GPR91 Il plasmide Double Nickase (m) consiste in una coppia di plasmidi ingegnerizzati per l'editing ad alta specificità del locus Sucnr1 nelle linee cellulari mouse. Ciascun plasmide esprime una nickasi Cas9 D10A e un sgRNA distinto che prende di mira filamenti di DNA opposti all'interno di Sucnr1. Quando indirizzate verso siti adiacenti su filamenti di DNA opposti, le due nickasi generano tagli a filamento singolo sfalsati che insieme producono una rottura a doppio filamento sfalsata, richiedendo un'attività coordinata sul bersaglio da entrambe le guide. La rottura del DNA risultante viene risolta da vie di riparazione cellulare endogene, più comunemente attraverso la giunzione non omologa delle estremità (NHEJ), portando a inserzioni o delezioni che interrompono la funzione di Sucnr1. Richiedendo il coinvolgimento di due sgRNA nel locus bersaglio, l'approccio a doppia nickasi migliora la specificità dell'editing e fornisce una strategia CRISPR complementare per applicazioni in cui è desiderato un controllo aggiuntivo sulla precisione del targeting.

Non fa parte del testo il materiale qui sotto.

//! # Cups game
//!
//! Balls are hidden under a row of cups. Once the perception service has reported what each cup
//! contains, the robot lifts every populated cup in turn, from left to right, showing its
//! contents.

// ------------------------------------------------------------------------------------------------
// IMPORTS
// ------------------------------------------------------------------------------------------------

use log::{debug, info};
use serde::{Deserialize, Serialize};

use comms_if::eqpt::{display::OperatingMode, perception::PerceptionTag};

use crate::{
    game::{Game, GameError, Outcome, StepCtx, StepOutput},
    motion_seq::MotionRequest,
    perception::{PerceptionError, PerceptionRetry, SceneData},
    pose_table::{GripAngles, Pose, PoseTable, Slot},
};

// ------------------------------------------------------------------------------------------------
// CONSTANTS
// ------------------------------------------------------------------------------------------------

/// Labels reported for an empty cup.
const EMPTY_LABELS: [&str; 2] = ["none", "null"];

/// Slot cups are lifted to, to show their contents.
const DISPLAY: Slot = Slot::Output(0);

// ------------------------------------------------------------------------------------------------
// STRUCTS
// ------------------------------------------------------------------------------------------------

#[derive(Debug, Clone, Serialize, Deserialize)]
#[serde(default)]
pub struct CupsParams {
    /// Cups (left to right) and the display pose at `Output(0)`.
    pub poses: PoseTable,

    pub num_cups: usize,

    /// Units: seconds
    pub init_delay_s: f64,

    /// Time given to the players to hide the balls before the cups are read.
    ///
    /// Units: seconds
    pub detection_wait_s: f64,

    /// Delay before reading the cups again after a failed detection.
    ///
    /// Units: seconds
    pub detection_retry_s: f64,

    /// Time the result is shown for after each cup.
    ///
    /// Units: seconds
    pub display_s: f64,
}

/// Cups game context.
#[derive(Debug)]
pub struct CupsGame {
    params: CupsParams,

    state: CupsState,

    state_start_s: f64,

    /// Contents of each cup, `None` for empty cups
    contents: Vec<Option<String>>,

    /// Next cup to check
    next_cup: usize,

    detect_retry: PerceptionRetry,
}

// ------------------------------------------------------------------------------------------------
// ENUMS
// ------------------------------------------------------------------------------------------------

#[derive(Debug, Clone, Copy, PartialEq, Eq)]
pub enum CupsState {
    Init,
    WaitingForDetection,
    Detecting,
    ProcessingCups,

    /// Lifting the cup to the display pose
    Revealing { cup: usize },

    /// Returning from a reveal
    Retreating { cup: usize },

    Showing,
    FinalRetreat,
    GameOver,
}

// ------------------------------------------------------------------------------------------------
// IMPLS
// ------------------------------------------------------------------------------------------------

impl Default for CupsParams {
    fn default() -> Self {
        let mut poses = PoseTable::with_home(
            Pose::new(108, 90, 85, 55),
            GripAngles {
                open_deg: 100,
                closed_deg: 72,
            },
        );
        poses.cups = vec![
            Pose::new(120, 20, 80, 50),
            Pose::new(108, 25, 85, 55),
            Pose::new(90, 20, 80, 50),
        ];
        poses.output = vec![Pose::new(108, 60, 90, 60)];

        Self {
            poses,
            num_cups: 3,
            init_delay_s: 0.5,
            detection_wait_s: 4.0,
            detection_retry_s: 1.0,
            display_s: 2.0,
        }
    }
}

impl CupsGame {
    pub fn new(params: CupsParams) -> Self {
        Self {
            contents: vec![None; params.num_cups],
            detect_retry: PerceptionRetry::new(params.detection_retry_s),
            params,
            state: CupsState::Init,
            state_start_s: 0.0,
            next_cup: 0,
        }
    }

    pub fn state(&self) -> CupsState {
        self.state
    }

    pub fn contents(&self) -> &[Option<String>] {
        &self.contents
    }

    fn set_state(&mut self, state: CupsState, now_s: f64) {
        debug!("Cups state {:?} -> {:?}", self.state, state);
        self.state = state;
        self.state_start_s = now_s;
    }

    fn retreat(&self) -> StepOutput {
        StepOutput::Move(MotionRequest::Reach {
            target: self.params.poses.home,
            grip: None,
        })
    }

    fn detect(&mut self, ctx: &mut StepCtx) -> Result<StepOutput, GameError> {
        if !self.detect_retry.is_ready(ctx.now_s) {
            return Ok(StepOutput::None);
        }

        let contents = ctx
            .query(PerceptionTag::Cups)
            .and_then(|d| parse_contents(d, self.params.num_cups));

        match contents {
            Ok(c) => {
                self.detect_retry.succeed();
                info!("Cup contents: {:?}", c);
                self.contents = c;
                self.next_cup = 0;
                ctx.status("Balls detected");
                self.set_state(CupsState::ProcessingCups, ctx.now_s);
                Ok(StepOutput::None)
            }
            Err(e) => {
                ctx.reject(&e);
                ctx.status(match e {
                    PerceptionError::Unavailable => "Camera error!",
                    PerceptionError::InvalidData(_) => "No balls detected",
                });
                self.detect_retry.fail(ctx.now_s, &e);
                Err(e.into())
            }
        }
    }

    fn process_next(&mut self, ctx: &mut StepCtx) -> StepOutput {
        let cup = match (self.next_cup..self.contents.len()).find(|&i| self.contents[i].is_some())
        {
            Some(c) => c,
            None => {
                info!("All cups revealed");
                ctx.status("Game completed");
                self.set_state(CupsState::FinalRetreat, ctx.now_s);
                return self.retreat();
            }
        };

        ctx.status(&self.describe(cup));
        self.set_state(CupsState::Revealing { cup }, ctx.now_s);

        StepOutput::Move(MotionRequest::Transfer {
            from: Slot::Cup(cup),
            to: DISPLAY,
        })
    }

    /// Status line for a populated cup.
    fn describe(&self, cup: usize) -> String {
        let label = self.contents[cup].as_deref().unwrap_or("nothing");
        format!("{} in {} cup", label, cup_name(cup))
    }
}

impl Game for CupsGame {
    fn name(&self) -> &'static str {
        "cups"
    }

    fn mode(&self) -> OperatingMode {
        OperatingMode::Cups
    }

    fn pose_table(&self) -> &PoseTable {
        &self.params.poses
    }

    fn reset(&mut self, now_s: f64) {
        *self = Self::new(self.params.clone());
        self.state_start_s = now_s;
    }

    fn step(&mut self, ctx: &mut StepCtx) -> Result<StepOutput, GameError> {
        let now_s = ctx.now_s;
        let elapsed_s = now_s - self.state_start_s;

        match self.state {
            CupsState::Init => {
                if elapsed_s >= self.params.init_delay_s {
                    ctx.status("Waiting for cups...");
                    self.set_state(CupsState::WaitingForDetection, now_s);
                }
                Ok(StepOutput::None)
            }
            CupsState::WaitingForDetection => {
                if elapsed_s >= self.params.detection_wait_s {
                    self.set_state(CupsState::Detecting, now_s);
                }
                Ok(StepOutput::None)
            }
            CupsState::Detecting => self.detect(ctx),
            CupsState::ProcessingCups => Ok(self.process_next(ctx)),
            CupsState::Revealing { cup } => {
                ctx.status(&self.describe(cup));
                self.set_state(CupsState::Retreating { cup }, now_s);
                Ok(self.retreat())
            }
            CupsState::Retreating { cup } => {
                self.next_cup = cup + 1;
                self.set_state(CupsState::Showing, now_s);
                Ok(StepOutput::None)
            }
            CupsState::Showing => {
                if elapsed_s >= self.params.display_s {
                    self.set_state(CupsState::ProcessingCups, now_s);
                }
                Ok(StepOutput::None)
            }
            CupsState::FinalRetreat => {
                self.set_state(CupsState::GameOver, now_s);
                Ok(StepOutput::GameOver(Outcome::Completed))
            }
            CupsState::GameOver => Ok(StepOutput::None),
        }
    }
}

// ------------------------------------------------------------------------------------------------
// FUNCTIONS
// ------------------------------------------------------------------------------------------------

/// Name of a cup position.
pub fn cup_name(cup: usize) -> &'static str {
    match cup {
        0 => "Left",
        1 => "Middle",
        2 => "Right",
        _ => "Unknown",
    }
}

/// Parse the label of every cup, requiring at least one populated cup.
pub fn parse_contents(
    data: SceneData,
    num_cups: usize,
) -> Result<Vec<Option<String>>, PerceptionError> {
    let data = data.expect_len(num_cups)?;

    let contents: Vec<Option<String>> = data
        .fields()
        .iter()
        .map(|f| {
            if f.is_empty() || EMPTY_LABELS.iter().any(|e| f.eq_ignore_ascii_case(e)) {
                None
            } else {
                Some(f.clone())
            }
        })
        .collect();

    if contents.iter().all(|c| c.is_none()) {
        return Err(PerceptionError::InvalidData("No populated cup".into()));
    }

    Ok(contents)
}

// ------------------------------------------------------------------------------------------------
// TESTS
// ------------------------------------------------------------------------------------------------

#[cfg(test)]
mod test {
    use super::*;
    use crate::{
        perception::PerceptionBridge,
        sim::{LogStatus, ReplayPerception},
    };

    #[test]
    fn test_parse_contents() {
        assert_eq!(
            parse_contents(SceneData::parse("red,none,NULL"), 3),
            Ok(vec![Some("red".to_string()), None, None])
        );
        assert!(parse_contents(SceneData::parse("none,null,none"), 3).is_err());
        assert!(parse_contents(SceneData::parse("red,none"), 3).is_err());
        assert_eq!(cup_name(2), "Right");
    }

    #[test]
    fn test_reveal_order() {
        let mut perception = ReplayPerception::default();
        let mut bridge = PerceptionBridge::new();
        let mut status = LogStatus::default();

        perception.push("cupsResult", "none,none,none");
        perception.push("cupsResult", "blue,none,red");

        let mut game = CupsGame::new(CupsParams::default());
        game.reset(0.0);

        let mut moves = vec![];
        let mut errors = 0;
        let mut t = 0.0;
        while game.state() != CupsState::GameOver {
            let mut ctx = StepCtx::new(t, &mut perception, &mut bridge, &mut status);
            match game.step(&mut ctx) {
                Ok(StepOutput::Move(m)) => moves.push(m),
                Ok(_) => (),
                Err(_) => errors += 1,
            }
            t += 0.25;
            assert!(t < 100.0);
        }

        assert_eq!(errors, 1);
        assert_eq!(bridge.num_queries(), 2);
        assert_eq!(
            moves,
            vec![
                MotionRequest::Transfer {
                    from: Slot::Cup(0),
                    to: DISPLAY
                },
                MotionRequest::Reach {
                    target: CupsParams::default().poses.home,
                    grip: None
                },
                MotionRequest::Transfer {
                    from: Slot::Cup(2),
                    to: DISPLAY
                },
                MotionRequest::Reach {
                    target: CupsParams::default().poses.home,
                    grip: None
                },
                MotionRequest::Reach {
                    target: CupsParams::default().poses.home,
                    grip: None
                },
            ]
        );
        assert!(status.messages.contains(&"blue in Left cup".to_string()));
        assert!(status.messages.contains(&"red in Right cup".to_string()));
    }
}
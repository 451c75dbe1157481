//! # Game module
//!
//! Shared skeleton for all games played by the arm. Each game implements [`Game`], a state
//! machine which is stepped by the [`Orchestrator`] whenever the arm and the cube steppers are
//! idle. A step returns a [`StepOutput`] describing the action the orchestrator must perform
//! next:
//!
//! - `None` - nothing to do this cycle
//! - `Move` - start a motion of the arm
//! - `Rotate` - start a sequence of stepper rotations
//! - `GameOver` - the game has reached its terminal state
//!
//! The next step is only made once that action has completed, so a game never needs to poll
//! the motion itself.

// ------------------------------------------------------------------------------------------------
// MODULES
// ------------------------------------------------------------------------------------------------

mod active;
mod orchestrator;

// ------------------------------------------------------------------------------------------------
// IMPORTS
// ------------------------------------------------------------------------------------------------

pub use active::{ActiveGame, GameParams};
pub use orchestrator::{Orchestrator, OrchestratorParams};

use comms_if::eqpt::{
    arm::ArmDriver,
    display::{OperatingMode, StatusSink},
    perception::{PerceptionService, PerceptionTag},
    stepper::{StepperDriver, StepperRotation},
};

use crate::{
    motion_seq::MotionRequest,
    perception::{PerceptionBridge, PerceptionError, SceneData},
    pose_table::PoseTable,
};

// ------------------------------------------------------------------------------------------------
// TRAITS
// ------------------------------------------------------------------------------------------------

/// A game played by the arm.
pub trait Game {
    /// Name of the game, used in logs.
    fn name(&self) -> &'static str;

    /// Operating mode the perception pipeline must be in for this game.
    fn mode(&self) -> OperatingMode;

    /// Pose table used to resolve the slots of this game's motions.
    fn pose_table(&self) -> &PoseTable;

    /// Discard all game data and return to the initial state.
    fn reset(&mut self, now_s: f64);

    /// Advance the game's state machine.
    ///
    /// Only called while no motion or rotation is in progress.
    fn step(&mut self, ctx: &mut StepCtx) -> Result<StepOutput, GameError>;
}

// ------------------------------------------------------------------------------------------------
// STRUCTS
// ------------------------------------------------------------------------------------------------

/// Equipment used by the orchestrator.
pub struct Eqpt<'a> {
    pub arm: &'a mut dyn ArmDriver,
    pub steppers: &'a mut dyn StepperDriver,
    pub perception: &'a mut dyn PerceptionService,
    pub status: &'a mut dyn StatusSink,
}

/// Context passed to a game's step function.
pub struct StepCtx<'a> {
    /// Current session time.
    ///
    /// Units: seconds
    pub now_s: f64,

    perception: &'a mut dyn PerceptionService,
    bridge: &'a mut PerceptionBridge,
    status: &'a mut dyn StatusSink,
}

// ------------------------------------------------------------------------------------------------
// ENUMS
// ------------------------------------------------------------------------------------------------

/// Action requested by a game's step.
#[derive(Debug, Clone, PartialEq)]
pub enum StepOutput {
    None,

    Move(MotionRequest),

    Rotate {
        rotations: Vec<StepperRotation>,

        /// Units: seconds
        settle_s: f64,
    },

    GameOver(Outcome),
}

/// How a game ended.
#[derive(Debug, Clone, PartialEq, Eq)]
pub enum Outcome {
    RobotWin,
    OpponentWin,
    Tie,

    /// The game ran to completion (games without a winner)
    Completed,

    /// The game hit an unrecoverable inconsistency
    Aborted(String),

    /// The game was stopped by command
    Stopped,
}

#[derive(Debug, Clone, PartialEq, thiserror::Error)]
pub enum GameError {
    #[error("Perception error: {0}")]
    Perception(PerceptionError),

    #[error("Illegal opponent move: {0}")]
    IllegalMove(String),

    #[error("Game logic inconsistency: {0}")]
    Logic(String),
}

// ------------------------------------------------------------------------------------------------
// IMPLS
// ------------------------------------------------------------------------------------------------

impl<'a> StepCtx<'a> {
    pub fn new(
        now_s: f64,
        perception: &'a mut dyn PerceptionService,
        bridge: &'a mut PerceptionBridge,
        status: &'a mut dyn StatusSink,
    ) -> Self {
        Self {
            now_s,
            perception,
            bridge,
            status,
        }
    }

    /// Query the perception service through the bridge.
    pub fn query(&mut self, tag: PerceptionTag) -> Result<SceneData, PerceptionError> {
        self.bridge.query(&mut *self.perception, tag)
    }

    /// Record that data returned by the last query was rejected.
    pub fn reject(&mut self, err: &PerceptionError) {
        if let PerceptionError::InvalidData(_) = err {
            self.bridge.record_invalid();
        }
    }

    /// Show a status message.
    pub fn status(&mut self, msg: &str) {
        self.status.display_status(msg);
    }
}

impl Outcome {
    /// Message displayed when the game ends with this outcome.
    pub fn message(&self) -> String {
        match self {
            Outcome::RobotWin => "Robot wins! Game Over".into(),
            Outcome::OpponentWin => "You win! Game Over".into(),
            Outcome::Tie => "It's a tie! Game Over".into(),
            Outcome::Completed => "Game Over!".into(),
            Outcome::Aborted(reason) => format!("Game aborted: {}", reason),
            Outcome::Stopped => "Game stopped".into(),
        }
    }
}

impl From<PerceptionError> for GameError {
    fn from(e: PerceptionError) -> Self {
        GameError::Perception(e)
    }
}

impl std::fmt::Display for Outcome {
    fn fmt(&self, f: &mut std::fmt::Formatter<'_>) -> std::fmt::Result {
        write!(f, "{}", self.message())
    }
}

Per supportare l'identificazione efficiente delle cellule modificate, un plasmide codifica la GFP per la visualizzazione fluorescente delle popolazioni trasfettate, mentre il plasmide di accompagnamento porta un gene di resistenza alla puromicina per la selezione antibiotica. Insieme, queste caratteristiche supportano l'arricchimento efficiente delle popolazioni co-trasfettate e semplificano la convalida dei cloni con Sucnr1 interrotto.
Solo per uso di ricerca. Non destinato a uso diagnostico o terapeutico.